(ARA) – Everyone, it seems, is eager for 3-D. It’s a fad that’s had its heyday more than once in pop culture, but this time all signs point to 3-D finding staying power in American theaters and homes. If you have any doubt that 3-D is hot, consider the fact that more than 100 movies – from children’s animated films to big-budget sci-fi offerings – were released in 3-D in theaters and on DVD in 2009 and 2010. And weigh the fact that nearly every major TV-maker has at least one 3-D set on the market.
In fact, manufacturers are banking that Americans will embrace 3-D in their home viewing experience just as they did flat screens, high definition and Internet access. A 3-D TV may well be the high-tech investment your family opts for in 2011, but before you buy, here are a few things you should know – and consider – about 3-D television:
As with any new technology, 3-D TVs appeared on the market at higher prices than what you would pay for a comparable quality 2-D high definition set. While you could easily find large flat-screens for $1,000 or less in 2010, most 3-D units sold for upward of $2,000. Prices are coming down, however, and industry watchers predict they’ll drop lower this year as the technology improves and manufacturers try to stimulate consumer interest.
Many manufacturers have announced lower prices on their 3-D sets for 2011. “Prices for 3-D TVs will definitely go down this year as our production costs have been dropping with improved technology,” says Skott Ahn, LG’s chief technology officer, who also predicts that 3-D technology will become mainstream in a few years.
What this means for you, the consumer, is that this year you can probably pick up a quality 3-D TV for about what you would expect to pay for a good 2-D set.
Current 3-D TV technology requires viewers to wear a pair of 3-D glasses to enjoy the technology. Most 3-D TVs use active 3-D glasses which contain a power source within the glasses. Expect to pay around $100 to $200 per pair of active 3-D glasses. Some 3-D TV manufacturers are beginning to offer a passive 3-D technology. Passive 3-D glasses do not require a power source to view 3-D content, so they are lighter and cheaper.

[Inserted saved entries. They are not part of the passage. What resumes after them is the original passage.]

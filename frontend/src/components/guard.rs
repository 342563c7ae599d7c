use crate::{
    api::Role,
    components::layout::LoadingSpinner,
    router::{LANDING_PATH, LOGIN_PATH},
    state::auth::{use_auth, AuthState},
};
use leptos::*;

#[derive(Debug, Clone, Copy, PartialEq, Eq)]
pub enum GuardDecision {
    Loading,
    Render,
    Redirect(&'static str),
}

/// `None` admits any authenticated role. A role outside the list is sent to the
/// landing page without explanation.
pub fn guard_decision(state: &AuthState, allowed_roles: Option<&[Role]>) -> GuardDecision {
    if state.is_loading() {
        return GuardDecision::Loading;
    }
    let Some(role) = state.is_authenticated().then(|| state.role()).flatten() else {
        return GuardDecision::Redirect(LOGIN_PATH);
    };
    match allowed_roles {
        Some(roles) if !roles.contains(&role) => GuardDecision::Redirect(LANDING_PATH),
        _ => GuardDecision::Render,
    }
}

pub fn navigate_to(path: &str) {
    if let Some(win) = web_sys::window() {
        if let Err(err) = win.location().set_href(path) {
            log::warn!("Navigation to {} failed: {:?}", path, err);
        }
    }
}

#[component]
pub fn RequireAuth(
    children: ChildrenFn,
    #[prop(optional)] allowed_roles: Option<&'static [Role]>,
) -> impl IntoView {
    let (auth, _) = use_auth();
    let decision = create_memo(move |_| auth.with(|state| guard_decision(state, allowed_roles)));
    create_effect(move |_| {
        if let GuardDecision::Redirect(target) = decision.get() {
            navigate_to(target);
        }
    });
    view! {
        <Show
            when=move || decision.get() == GuardDecision::Render
            fallback=move || {
                if decision.get() == GuardDecision::Loading {
                    view! { <LoadingSpinner /> }.into_view()
                } else {
                    ().into_view()
                }
            }
        >
            {children()}
        </Show>
    }
}
use base64::{engine::general_purpose::URL_SAFE_NO_PAD, Engine as _};
use chrono::{DateTime, Utc};
use serde_json::Value;

/// Reads the `exp` claim from a JWT-shaped token. Opaque tokens yield `None`.
pub fn decode_expiry(token: &str) -> Option<i64> {
    let mut parts = token.split('.');
    parts.next()?;
    let payload = parts.next()?;
    let decoded = URL_SAFE_NO_PAD
        .decode(payload.trim_end_matches('='))
        .ok()?;
    let value: Value = serde_json::from_slice(&decoded).ok()?;
    value.get("exp").and_then(|v| v.as_i64())
}

pub fn is_expired(token: &str, now: DateTime<Utc>) -> bool {
    decode_expiry(token)
        .map(|exp| exp <= now.timestamp())
        .unwrap_or(false)
}
use crate::{api::AbsenceStatistics, state::absence::VacationDays};

pub fn format_days(days: f64) -> String {
    if days.fract() == 0.0 {
        format!("{}", days as i64)
    } else {
        format!("{:.1}", days)
    }
}

fn plural(count: f64) -> &'static str {
    if count == 1.0 {
        ""
    } else {
        "s"
    }
}

/// Plain-language bullet points for the absence summary card.
pub fn summary_lines(stats: &AbsenceStatistics, days: &VacationDays) -> Vec<String> {
    let mut lines = Vec::new();
    if stats.pending_requests > 0 {
        lines.push(format!(
            "You have {} request{} pending approval",
            stats.pending_requests,
            plural(stats.pending_requests as f64)
        ));
    }
    if days.used_days > 0.0 {
        lines.push(format!(
            "You've taken {} day{} off this year",
            format_days(days.used_days),
            plural(days.used_days)
        ));
    }
    if days.allowance_exhausted() {
        lines.push("You've used all your annual leave days for this year".to_string());
    } else {
        lines.push(format!(
            "You have {} day{} remaining for this year",
            format_days(days.remaining_days),
            plural(days.remaining_days)
        ));
    }
    if stats.total_requests == 0 {
        lines.push("You haven't submitted any absence requests yet".to_string());
    }
    lines
}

Despite some reports that “glasses-free” 3-D TV is set to come soon, most consumer electronic experts agree that the technology is several years away from being available to consumers.
Viewing angle caveats
If you’ve ever tried to watch a big game or movie on a 2-D LCD or LED TV with a large group of people, you’ve probably experienced the issue of limited viewing angle options. Because of the technology used to put the image on the screen, LCD and LED TVs don’t always offer a good image from every viewing angle. The issue is even more relevant for 3-D TVs, according to Best-3DTVs.com.
That’s because 3-D TVs share the same viewing angle issues as some 2-D flat screens, but with the added challenge that 3-D glasses can also block light from the screen, lowering brightness and contrast. If you’re also viewing the screen from an angle, all these factors can lead to a “very underwhelming 3-D viewing experience,” the website points out.
“Most industry experts argue that 3-D technology actually increases the viewing angle problem,” says Jim Wohlford, vice president of Sanus, makers of TV mounts and accessories. “Early 3-D reviews indicate a ghosting effect around objects on the screen when viewed from an angle.”
Fortunately, wall-mounting on a full-motion mount, which can resolve viewing angle issues for 2-D flat screens, is a good option for 3-D TVs as well. Products like the VisionMount VLF311 Super Slim Full-Motion Mount allow you to maintain the sleek, low profile look of a flat-screen while still having the ability to move the set to whatever position or angle is best for your viewing needs.
“By placing a TV on a full-motion mount, you can be sure you can always achieve the optimal viewing angle from any seat in the room,” Wohlford says. “Full-motion mounts are available to accommodate all sizes of TVs, are easy to install and simple to use. They apply a low-tech, time-honored solution to one of the most common problems of our favorite high-tech toys.”